#### WHAT YOU NEED TO DO
Print the lines that run from the line with "output changes nothing." to the line with "pub fn rewrite_dynamics(gen: &mut", keeping both end lines, exactly as they appear in the entries below, and nothing else.

#### MATERIAL FOR THE TASK
-.-.-
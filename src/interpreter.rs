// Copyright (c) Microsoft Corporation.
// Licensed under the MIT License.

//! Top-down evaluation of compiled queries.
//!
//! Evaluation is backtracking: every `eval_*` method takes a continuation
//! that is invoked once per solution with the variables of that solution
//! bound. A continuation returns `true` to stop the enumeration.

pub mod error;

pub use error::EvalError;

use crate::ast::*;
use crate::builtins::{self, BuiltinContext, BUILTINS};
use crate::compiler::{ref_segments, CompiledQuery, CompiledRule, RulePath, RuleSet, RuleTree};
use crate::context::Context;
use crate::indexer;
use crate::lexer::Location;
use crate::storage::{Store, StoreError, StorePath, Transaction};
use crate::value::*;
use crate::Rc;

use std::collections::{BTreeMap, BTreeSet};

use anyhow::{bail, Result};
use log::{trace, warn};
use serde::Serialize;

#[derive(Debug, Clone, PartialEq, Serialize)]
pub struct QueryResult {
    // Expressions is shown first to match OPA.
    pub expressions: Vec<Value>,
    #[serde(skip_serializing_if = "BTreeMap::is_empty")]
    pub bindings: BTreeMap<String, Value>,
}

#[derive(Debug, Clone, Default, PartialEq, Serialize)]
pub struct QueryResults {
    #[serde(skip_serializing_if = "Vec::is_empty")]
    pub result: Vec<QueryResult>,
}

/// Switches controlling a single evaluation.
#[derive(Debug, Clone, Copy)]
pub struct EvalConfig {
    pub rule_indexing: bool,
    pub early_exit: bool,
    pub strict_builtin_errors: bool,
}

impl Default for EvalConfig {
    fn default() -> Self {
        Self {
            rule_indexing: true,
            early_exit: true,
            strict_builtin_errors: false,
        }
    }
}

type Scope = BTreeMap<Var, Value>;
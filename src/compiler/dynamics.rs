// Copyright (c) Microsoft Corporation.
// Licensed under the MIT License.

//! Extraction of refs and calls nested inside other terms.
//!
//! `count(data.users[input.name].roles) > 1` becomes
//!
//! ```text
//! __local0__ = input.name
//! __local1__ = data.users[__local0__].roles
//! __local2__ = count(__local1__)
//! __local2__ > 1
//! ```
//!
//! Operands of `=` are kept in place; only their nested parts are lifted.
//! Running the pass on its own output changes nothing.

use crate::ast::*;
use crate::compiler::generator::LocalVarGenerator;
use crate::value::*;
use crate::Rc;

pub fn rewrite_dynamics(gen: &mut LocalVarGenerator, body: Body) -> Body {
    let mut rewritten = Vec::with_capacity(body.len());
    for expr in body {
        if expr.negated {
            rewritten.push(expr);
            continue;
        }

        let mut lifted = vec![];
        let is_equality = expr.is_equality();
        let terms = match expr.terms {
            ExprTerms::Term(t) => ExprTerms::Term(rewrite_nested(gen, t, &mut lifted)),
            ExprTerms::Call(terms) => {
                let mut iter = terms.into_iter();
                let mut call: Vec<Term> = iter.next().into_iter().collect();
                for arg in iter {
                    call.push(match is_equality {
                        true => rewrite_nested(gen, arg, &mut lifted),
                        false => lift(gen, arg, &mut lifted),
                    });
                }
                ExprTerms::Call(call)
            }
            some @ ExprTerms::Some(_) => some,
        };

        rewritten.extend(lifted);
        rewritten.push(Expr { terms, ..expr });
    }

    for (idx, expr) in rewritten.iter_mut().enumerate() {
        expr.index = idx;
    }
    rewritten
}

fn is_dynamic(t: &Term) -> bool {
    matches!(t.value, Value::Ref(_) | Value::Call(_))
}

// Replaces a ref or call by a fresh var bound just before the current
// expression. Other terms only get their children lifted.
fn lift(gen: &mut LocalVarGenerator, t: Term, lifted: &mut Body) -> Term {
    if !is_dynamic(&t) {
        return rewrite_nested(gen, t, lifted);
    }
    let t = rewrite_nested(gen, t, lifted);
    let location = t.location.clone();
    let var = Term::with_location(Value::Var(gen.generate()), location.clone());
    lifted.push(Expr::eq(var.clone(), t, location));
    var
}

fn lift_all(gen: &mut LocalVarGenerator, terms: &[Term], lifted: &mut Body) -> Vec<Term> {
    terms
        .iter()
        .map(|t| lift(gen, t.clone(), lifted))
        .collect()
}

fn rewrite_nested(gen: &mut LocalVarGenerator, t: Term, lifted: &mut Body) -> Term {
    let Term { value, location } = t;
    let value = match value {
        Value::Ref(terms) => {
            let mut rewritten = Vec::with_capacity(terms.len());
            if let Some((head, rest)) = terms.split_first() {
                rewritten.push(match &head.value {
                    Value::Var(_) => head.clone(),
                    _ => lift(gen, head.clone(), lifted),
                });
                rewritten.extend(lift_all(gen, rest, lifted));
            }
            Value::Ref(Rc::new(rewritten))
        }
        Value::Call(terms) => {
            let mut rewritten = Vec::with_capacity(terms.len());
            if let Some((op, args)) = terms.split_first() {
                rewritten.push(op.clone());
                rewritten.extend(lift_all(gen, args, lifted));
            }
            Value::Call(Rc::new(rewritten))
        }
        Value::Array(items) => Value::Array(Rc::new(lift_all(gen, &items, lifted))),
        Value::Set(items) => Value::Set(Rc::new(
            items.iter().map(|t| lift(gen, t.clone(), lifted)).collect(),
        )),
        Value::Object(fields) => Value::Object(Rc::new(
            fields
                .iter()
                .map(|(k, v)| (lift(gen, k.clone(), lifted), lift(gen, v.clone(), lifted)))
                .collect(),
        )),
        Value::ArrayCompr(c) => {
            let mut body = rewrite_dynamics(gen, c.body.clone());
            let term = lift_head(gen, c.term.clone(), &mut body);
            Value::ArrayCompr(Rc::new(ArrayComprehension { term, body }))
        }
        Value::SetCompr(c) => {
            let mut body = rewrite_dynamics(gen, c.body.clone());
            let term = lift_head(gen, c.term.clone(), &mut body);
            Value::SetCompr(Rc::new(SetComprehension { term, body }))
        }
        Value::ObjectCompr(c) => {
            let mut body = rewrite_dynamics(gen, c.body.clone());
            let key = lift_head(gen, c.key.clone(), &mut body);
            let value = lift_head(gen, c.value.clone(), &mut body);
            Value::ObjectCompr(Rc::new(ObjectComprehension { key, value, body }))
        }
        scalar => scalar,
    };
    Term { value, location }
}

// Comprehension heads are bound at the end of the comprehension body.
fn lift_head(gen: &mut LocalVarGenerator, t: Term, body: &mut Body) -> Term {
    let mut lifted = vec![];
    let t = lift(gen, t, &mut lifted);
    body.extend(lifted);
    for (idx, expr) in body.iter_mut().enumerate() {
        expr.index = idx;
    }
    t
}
-.-.-
#### RESPONSE AREA
//! Running the pass on its own output changes nothing.

use crate::ast::*;
use crate::compiler::generator::LocalVarGenerator;
use crate::value::*;
use crate::Rc;

pub fn rewrite_dynamics(gen: &mut LocalVarGenerator, body: Body) -> Body {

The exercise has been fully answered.